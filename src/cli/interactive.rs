//! Interactive menu mode
//!
//! The classic menu loop: add, edit, delete, summarize, exit. All prompting
//! and re-prompting validation lives here; the core modules only ever see
//! validated values.

use std::io::{self, Write};

use chrono::Local;
use colored::Colorize;

use crate::config::{Settings, SpendPaths};
use crate::error::{SpendError, SpendResult};
use crate::models::{Category, Expense, Money, DEFAULT_CATEGORIES};
use crate::reports::BudgetReport;
use crate::storage::LedgerStore;

use super::expense::{parse_positive_amount, print_numbered};
use super::report::render_report;

/// Run the interactive menu loop
///
/// The budget entered at the start of the session is stored in settings so
/// that later non-interactive `spend summary` runs can reuse it.
pub fn run_interactive(
    store: &LedgerStore,
    settings: &mut Settings,
    paths: &SpendPaths,
) -> SpendResult<()> {
    println!("Running Expense Tracker!");

    let budget = prompt_budget(settings)?;
    if settings.monthly_budget != Some(budget) {
        settings.monthly_budget = Some(budget);
        settings.save(paths)?;
    }

    loop {
        print_menu();
        let choice = prompt_string("Enter your choice: ")?;

        let result = match choice.as_str() {
            "1" => add_flow(store),
            "2" => edit_flow(store),
            "3" => delete_flow(store),
            "4" => summary_flow(store, budget),
            "5" => break,
            _ => {
                println!("Invalid choice. Please select a valid option.");
                Ok(())
            }
        };

        match result {
            // Lost stdin/stdout means the session is over, not a bad entry
            Err(e @ SpendError::Io(_)) => return Err(e),
            Err(e) => println!("{}", e.to_string().red()),
            Ok(()) => {}
        }
    }

    Ok(())
}

fn print_menu() {
    println!();
    println!("Menu:");
    println!("1. Add Expense");
    println!("2. Edit Expense");
    println!("3. Delete Expense");
    println!("4. Summarize Expenses");
    println!("5. Exit");
}

fn add_flow(store: &LedgerStore) -> SpendResult<()> {
    let expense = prompt_expense()?;
    store.append(&expense)?;
    println!("Expense saved.");
    Ok(())
}

fn edit_flow(store: &LedgerStore) -> SpendResult<()> {
    let mut ledger = store.load()?;
    if ledger.is_empty() {
        println!("No expenses to edit.");
        return Ok(());
    }

    print_numbered(&ledger);
    let Some(index) = prompt_position("Enter the number of the expense to edit: ", ledger.len())?
    else {
        return Ok(());
    };

    let replacement = prompt_expense()?;
    ledger.replace(index, replacement)?;
    store.replace_all(&ledger)?;
    println!("Expense updated successfully.");
    Ok(())
}

fn delete_flow(store: &LedgerStore) -> SpendResult<()> {
    let mut ledger = store.load()?;
    if ledger.is_empty() {
        println!("No expenses to delete.");
        return Ok(());
    }

    print_numbered(&ledger);
    let Some(index) =
        prompt_position("Enter the number of the expense to delete: ", ledger.len())?
    else {
        return Ok(());
    };

    ledger.remove(index)?;
    store.replace_all(&ledger)?;
    println!("Expense deleted successfully.");
    Ok(())
}

fn summary_flow(store: &LedgerStore, budget: Money) -> SpendResult<()> {
    let ledger = store.load()?;
    if ledger.is_empty() {
        println!("No expenses to summarize.");
        return Ok(());
    }

    match BudgetReport::generate(&ledger, budget, Local::now().date_naive()) {
        Ok(report) => {
            print!("{}", render_report(&report));
            Ok(())
        }
        Err(SpendError::NoRemainingDays) => {
            println!("Today is the last day of the month; there are no days left to budget for.");
            Ok(())
        }
        Err(e) => Err(e),
    }
}

/// Prompt once, returning the trimmed line
fn prompt_string(prompt: &str) -> SpendResult<String> {
    print!("{}", prompt);
    io::stdout()
        .flush()
        .map_err(|e| SpendError::Io(e.to_string()))?;

    let mut input = String::new();
    let read = io::stdin()
        .read_line(&mut input)
        .map_err(|e| SpendError::Io(e.to_string()))?;
    if read == 0 {
        return Err(SpendError::Io("unexpected end of input".into()));
    }
    Ok(input.trim().to_string())
}

/// Prompt for the monthly budget, offering the stored one as a default
fn prompt_budget(settings: &Settings) -> SpendResult<Money> {
    let prompt = match settings.monthly_budget {
        Some(current) => format!("Enter your budget for the month [{}]: RM", current),
        None => "Enter your budget for the month: RM".to_string(),
    };

    loop {
        let input = prompt_string(&prompt)?;

        if input.is_empty() {
            if let Some(current) = settings.monthly_budget {
                return Ok(current);
            }
        }

        match parse_positive_amount(&input) {
            Ok(amount) => return Ok(amount),
            Err(_) => println!("Budget must be a positive number."),
        }
    }
}

/// Prompt for a complete expense: name, amount, category
fn prompt_expense() -> SpendResult<Expense> {
    let name = loop {
        let name = prompt_string("Enter expense name: ")?;
        if !name.is_empty() {
            break name;
        }
        println!("Expense name must not be empty.");
    };

    let amount = loop {
        let input = prompt_string("Enter expense amount: RM")?;
        match parse_positive_amount(&input) {
            Ok(amount) => break amount,
            Err(_) => println!("Expense amount must be a positive number."),
        }
    };

    let category = prompt_category()?;

    let expense = Expense::new(name, amount, category);
    println!(
        "You have entered {} for {} on {}",
        expense.name,
        expense.amount.display_rm().red(),
        expense.timestamp.format(crate::storage::TIMESTAMP_FORMAT)
    );
    Ok(expense)
}

/// Prompt for a category from the numbered picker
fn prompt_category() -> SpendResult<Category> {
    loop {
        println!("Select a category: ");
        for (i, name) in DEFAULT_CATEGORIES.iter().enumerate() {
            println!("  {}. {}", i + 1, name);
        }

        let input = prompt_string(&format!(
            "Enter a category number [1 - {}]: ",
            DEFAULT_CATEGORIES.len()
        ))?;

        match input.parse::<usize>() {
            Ok(n) if (1..=DEFAULT_CATEGORIES.len()).contains(&n) => {
                return Ok(Category::parse(DEFAULT_CATEGORIES[n - 1]));
            }
            _ => println!(
                "Invalid category. Please choose a number from [1 - {}]",
                DEFAULT_CATEGORIES.len()
            ),
        }
    }
}

/// Prompt for a 1-based position, returning the 0-based index
///
/// Returns `None` after an invalid entry, sending the user back to the menu
/// so a stale listing is never acted on.
fn prompt_position(prompt: &str, len: usize) -> SpendResult<Option<usize>> {
    let input = prompt_string(prompt)?;
    match input.parse::<usize>() {
        Ok(n) if (1..=len).contains(&n) => Ok(Some(n - 1)),
        _ => {
            println!("Invalid number.");
            Ok(None)
        }
    }
}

◆ ◆ ◆ ◆ ◆

Problem:
Return the complete material exactly as it reads.

Response to this task:
filename src/cli/interactive.rs
//! Interactive menu mode
//!
//! The classic menu loop: add, edit, delete, summarize, exit. All prompting
//! and re-prompting validation lives here; the core modules only ever see
//! validated values.

use std::io::{self, Write};

use chrono::Local;
use colored::Colorize;

use crate::config::{Settings, SpendPaths};
use crate::error::{SpendError, SpendResult};
use crate::models::{Category, Expense, Money, DEFAULT_CATEGORIES};
use crate::reports::BudgetReport;
use crate::storage::LedgerStore;

use super::expense::{parse_positive_amount, print_numbered};
use super::report::render_report;

/// Run the interactive menu loop
///
/// The budget entered at the start of the session is stored in settings so
/// that later non-interactive `spend summary` runs can reuse it.
pub fn run_interactive(
    store: &LedgerStore,
    settings: &mut Settings,
    paths: &SpendPaths,
) -> SpendResult<()> {
    println!("Running Expense Tracker!");

    let budget = prompt_budget(settings)?;
    if settings.monthly_budget != Some(budget) {
        settings.monthly_budget = Some(budget);
        settings.save(paths)?;
    }

    loop {
        print_menu();
        let choice = prompt_string("Enter your choice: ")?;

        let result = match choice.as_str() {
            "1" => add_flow(store),
            "2" => edit_flow(store),
            "3" => delete_flow(store),
            "4" => summary_flow(store, budget),
            "5" => break,
            _ => {
                println!("Invalid choice. Please select a valid option.");
                Ok(())
            }
        };

        match result {
            // Lost stdin/stdout means the session is over, not a bad entry
            Err(e @ SpendError::Io(_)) => return Err(e),
            Err(e) => println!("{}", e.to_string().red()),
            Ok(()) => {}
        }
    }

    Ok(())
}

fn print_menu() {
    println!();
    println!("Menu:");
    println!("1. Add Expense");
    println!("2. Edit Expense");
    println!("3. Delete Expense");
    println!("4. Summarize Expenses");
    println!("5. Exit");
}

fn add_flow(store: &LedgerStore) -> SpendResult<()> {
    let expense = prompt_expense()?;
    store.append(&expense)?;
    println!("Expense saved.");
    Ok(())
}

fn edit_flow(store: &LedgerStore) -> SpendResult<()> {
    let mut ledger = store.load()?;
    if ledger.is_empty() {
        println!("No expenses to edit.");
        return Ok(());
    }

    print_numbered(&ledger);
    let Some(index) = prompt_position("Enter the number of the expense to edit: ", ledger.len())?
    else {
        return Ok(());
    };

    let replacement = prompt_expense()?;
    ledger.replace(index, replacement)?;
    store.replace_all(&ledger)?;
    println!("Expense updated successfully.");
    Ok(())
}

fn delete_flow(store: &LedgerStore) -> SpendResult<()> {
    let mut ledger = store.load()?;
    if ledger.is_empty() {
        println!("No expenses to delete.");
        return Ok(());
    }

    print_numbered(&ledger);
    let Some(index) =
        prompt_position("Enter the number of the expense to delete: ", ledger.len())?
    else {
        return Ok(());
    };

    ledger.remove(index)?;
    store.replace_all(&ledger)?;
    println!("Expense deleted successfully.");
    Ok(())
}

fn summary_flow(store: &LedgerStore, budget: Money) -> SpendResult<()> {
    let ledger = store.load()?;
    if ledger.is_empty() {
        println!("No expenses to summarize.");
        return Ok(());
    }

    match BudgetReport::generate(&ledger, budget, Local::now().date_naive()) {
        Ok(report) => {
            print!("{}", render_report(&report));
            Ok(())
        }
        Err(SpendError::NoRemainingDays) => {
            println!("Today is the last day of the month; there are no days left to budget for.");
            Ok(())
        }
        Err(e) => Err(e),
    }
}

/// Prompt once, returning the trimmed line
fn prompt_string(prompt: &str) -> SpendResult<String> {
    print!("{}", prompt);
    io::stdout()
        .flush()
        .map_err(|e| SpendError::Io(e.to_string()))?;

    let mut input = String::new();
    let read = io::stdin()
        .read_line(&mut input)
        .map_err(|e| SpendError::Io(e.to_string()))?;
    if read == 0 {
        return Err(SpendError::Io("unexpected end of input".into()));
    }
    Ok(input.trim().to_string())
}

/// Prompt for the monthly budget, offering the stored one as a default
fn prompt_budget(settings: &Settings) -> SpendResult<Money> {
    let prompt = match settings.monthly_budget {
        Some(current) => format!("Enter your budget for the month [{}]: RM", current),
        None => "Enter your budget for the month: RM".to_string(),
    };

    loop {
        let input = prompt_string(&prompt)?;

        if input.is_empty() {
            if let Some(current) = settings.monthly_budget {
                return Ok(current);
            }
        }

        match parse_positive_amount(&input) {
            Ok(amount) => return Ok(amount),
            Err(_) => println!("Budget must be a positive number."),
        }
    }
}

/// Prompt for a complete expense: name, amount, category
fn prompt_expense() -> SpendResult<Expense> {
    let name = loop {
        let name = prompt_string("Enter expense name: ")?;
        if !name.is_empty() {
            break name;
        }
        println!("Expense name must not be empty.");
    };

    let amount = loop {
        let input = prompt_string("Enter expense amount: RM")?;
        match parse_positive_amount(&input) {
            Ok(amount) => break amount,
            Err(_) => println!("Expense amount must be a positive number."),
        }
    };

    let category = prompt_category()?;

    let expense = Expense::new(name, amount, category);
    println!(
        "You have entered {} for {} on {}",
        expense.name,
        expense.amount.display_rm().red(),
        expense.timestamp.format(crate::storage::TIMESTAMP_FORMAT)
    );
    Ok(expense)
}

/// Prompt for a category from the numbered picker
fn prompt_category() -> SpendResult<Category> {
    loop {
        println!("Select a category: ");
        for (i, name) in DEFAULT_CATEGORIES.iter().enumerate() {
            println!("  {}. {}", i + 1, name);
        }

        let input = prompt_string(&format!(
            "Enter a category number [1 - {}]: ",
            DEFAULT_CATEGORIES.len()
        ))?;

        match input.parse::<usize>() {
            Ok(n) if (1..=DEFAULT_CATEGORIES.len()).contains(&n) => {
                return Ok(Category::parse(DEFAULT_CATEGORIES[n - 1]));
            }
            _ => println!(
                "Invalid category. Please choose a number from [1 - {}]",
                DEFAULT_CATEGORIES.len()
            ),
        }
    }
}

/// Prompt for a 1-based position, returning the 0-based index
///
/// Returns `None` after an invalid entry, sending the user back to the menu
/// so a stale listing is never acted on.
fn prompt_position(prompt: &str, len: usize) -> SpendResult<Option<usize>> {
    let input = prompt_string(prompt)?;
    match input.parse::<usize>() {
        Ok(n) if (1..=len).contains(&n) => Ok(Some(n - 1)),
        _ => {
            println!("Invalid number.");
            Ok(None)
        }
    }
}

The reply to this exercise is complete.